Greg Carey. (Photo credit: Marcello Capellazzi)

Greg Carey (Photo credit: Marcello Capellazzi)

Carey got a letter from his lender, Farm Credit, last year notifying him of foreclosure, and he estimates his current debts are north of $250,000. He still has one poultry house up and running, but wouldn’t disclose the company he’s selling to for fear of retaliation. “So, this is what we have to show for 20 years of work,” he said.

Enforcing the Packers and Stockyards Act

Preventing companies from retaliating against growers who speak out about unfair practices is one of the main issues a new USDA rule is expected to address, and it would be decades in the making.

While the Packers and Stockyards Act was passed in 1921, USDA rulemaking didn’t start until 2008, when that year’s farm bill directed the agency to establish rules under which the law could be enforced. In 2010, the USDA came up with proposed rules after soliciting public input via listening sessions and more than 60,000 comments. Those rules are often referred to as the GIPSA rules, for the Grain Inspection, Packers and Stockyards Administration that was set up to administer them. However, they were subsequently delayed and never finalized, due to various reversals and riders.

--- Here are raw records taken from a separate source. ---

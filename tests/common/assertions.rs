//! Custom test assertions for integration tests

use media_dumper::Event;
use std::path::{Path, PathBuf};
use std::time::Duration;
use tokio::sync::broadcast;

/// Every regular file under `root`, sorted
pub fn files_under(root: &Path) -> Vec<PathBuf> {
    let mut files: Vec<PathBuf> = walkdir::WalkDir::new(root)
        .into_iter()
        .filter_map(|entry| entry.ok())
        .filter(|entry| entry.file_type().is_file())
        .map(|entry| entry.into_path())
        .collect();
    files.sort();
    files
}

/// Files under `root` with the given extension
pub fn files_with_extension(root: &Path, extension: &str) -> Vec<PathBuf> {
    files_under(root)
        .into_iter()
        .filter(|p| p.extension().is_some_and(|ext| ext == extension))
        .collect()
}

/// Wait until an event matching `predicate` arrives, or `timeout` elapses
pub async fn wait_for_event<F>(
    events: &mut broadcast::Receiver<Event>,
    timeout: Duration,
    mut predicate: F,
) -> Option<Event>
where
    F: FnMut(&Event) -> bool,
{
    tokio::time::timeout(timeout, async {
        loop {
            match events.recv().await {
                Ok(event) if predicate(&event) => return Some(event),
                Ok(_) => continue,
                Err(broadcast::error::RecvError::Lagged(_)) => continue,
                Err(broadcast::error::RecvError::Closed) => return None,
            }
        }
    })
    .await
    .ok()
    .flatten()
}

In 2016, the Obama administration made a last-ditch effort to move them forward again. However, President Trump took office soon after, and his administration withdrew the rules and also dissolved GIPSA, shifting enforcement of the Packers and Stockyards Act to USDA’s Agricultural Marketing Service.

Over the years, industry groups including the National Cattlemen’s Beef Association and the National Chicken Council have lobbied against the proposed GIPSA rules, calling them “government intrusion in the free market” and claiming the rules would raise costs and stifle innovation.

“We believe Packers and Stockyards needs better enforcement, and we recognize that the consolidation of the industry has been running rampant. The more consolidation, the fewer options farmers have,” said Jake Davis, of Family Farm Action. “The real background is that lawmakers in 1921 knew that the federal government had an important role to play when it came to ensuring that the big meatpackers don’t engage in practices like undue preference.”

“At a basic level, [undue preference] means actions of the company that would give preference to one grower over another,” explained National Sustainable Agriculture Coalition (NSAC) policy specialist Candace Spencer, like giving certain farmers lower quality feed in retaliation for expressing concerns.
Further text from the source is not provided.